>>>

//! Thread-safe in-memory [`TokenCache`] implementation.

// self
use crate::{
	_prelude::*,
	auth::TokenSet,
	cache::{CacheEntry, CacheKey, TokenCache},
};

type EntryMap = RwLock<HashMap<CacheKey, CacheEntry>>;

/// Process-local token cache with opportunistic sweeping and a hard capacity.
#[derive(Debug)]
pub struct MemoryTokenCache {
	entries: EntryMap,
	sweep_threshold: usize,
	capacity: usize,
}
impl MemoryTokenCache {
	/// Entry count above which a `set` triggers a sweep of expired entries.
	pub const DEFAULT_SWEEP_THRESHOLD: usize = 100;
	/// Entry count the cache never exceeds after a `set`.
	pub const DEFAULT_CAPACITY: usize = 10_000;

	/// Creates a cache with custom limits; `capacity` is raised to at least `sweep_threshold`.
	pub fn with_limits(sweep_threshold: usize, capacity: usize) -> Self {
		Self {
			entries: RwLock::new(HashMap::new()),
			sweep_threshold,
			capacity: capacity.max(sweep_threshold).max(1),
		}
	}

	/// Entry count that triggers a sweep.
	pub fn sweep_threshold(&self) -> usize {
		self.sweep_threshold
	}

	/// Hard entry limit.
	pub fn capacity(&self) -> usize {
		self.capacity
	}

	fn evict_soonest_expiring(map: &mut HashMap<CacheKey, CacheEntry>, capacity: usize) -> usize {
		let excess = map.len().saturating_sub(capacity);

		if excess == 0 {
			return 0;
		}

		let mut by_expiry =
			map.iter().map(|(key, entry)| (entry.expires_at, key.clone())).collect::<Vec<_>>();

		by_expiry.sort_by_key(|(expires_at, _)| *expires_at);

		for (_, key) in by_expiry.into_iter().take(excess) {
			map.remove(&key);
		}

		excess
	}
}
impl Default for MemoryTokenCache {
	fn default() -> Self {
		Self::with_limits(Self::DEFAULT_SWEEP_THRESHOLD, Self::DEFAULT_CAPACITY)
	}
}
impl TokenCache for MemoryTokenCache {
	fn get(&self, key: &CacheKey, now: OffsetDateTime) -> Option<CacheEntry> {
		self.entries.read().get(key).filter(|entry| entry.is_fresh(now)).cloned()
	}

	fn set(&self, key: &CacheKey, tokens: &TokenSet, now: OffsetDateTime) -> CacheEntry {
		let entry = CacheEntry::new(tokens, now);
		let mut map = self.entries.write();

		map.insert(key.clone(), entry.clone());

		if map.len() > self.sweep_threshold {
			let before = map.len();

			map.retain(|_, entry| entry.is_fresh(now));

			tracing::debug!(removed = before - map.len(), remaining = map.len(), "token cache swept");
		}

		let evicted = Self::evict_soonest_expiring(&mut map, self.capacity);

		if evicted > 0 {
			tracing::warn!(evicted, capacity = self.capacity, "token cache at capacity");
		}

		entry
	}

	fn sweep(&self, now: OffsetDateTime) -> usize {
		let mut map = self.entries.write();
		let before = map.len();

		map.retain(|_, entry| entry.is_fresh(now));

		before - map.len()
	}

	fn len(&self) -> usize {
		self.entries.read().len()
	}
}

<<<

**WHAT NEEDS TO BE DONE**: Scan the data above for the string "entries" and copy each line where it appears.

**SOLUTION FOR THIS EXERCISE**:
	entries: EntryMap,
	/// Entry count above which a `set` triggers a sweep of expired entries.
			entries: RwLock::new(HashMap::new()),
		self.entries.read().get(key).filter(|entry| entry.is_fresh(now)).cloned()
		let mut map = self.entries.write();
		let mut map = self.entries.write();
		self.entries.read().len()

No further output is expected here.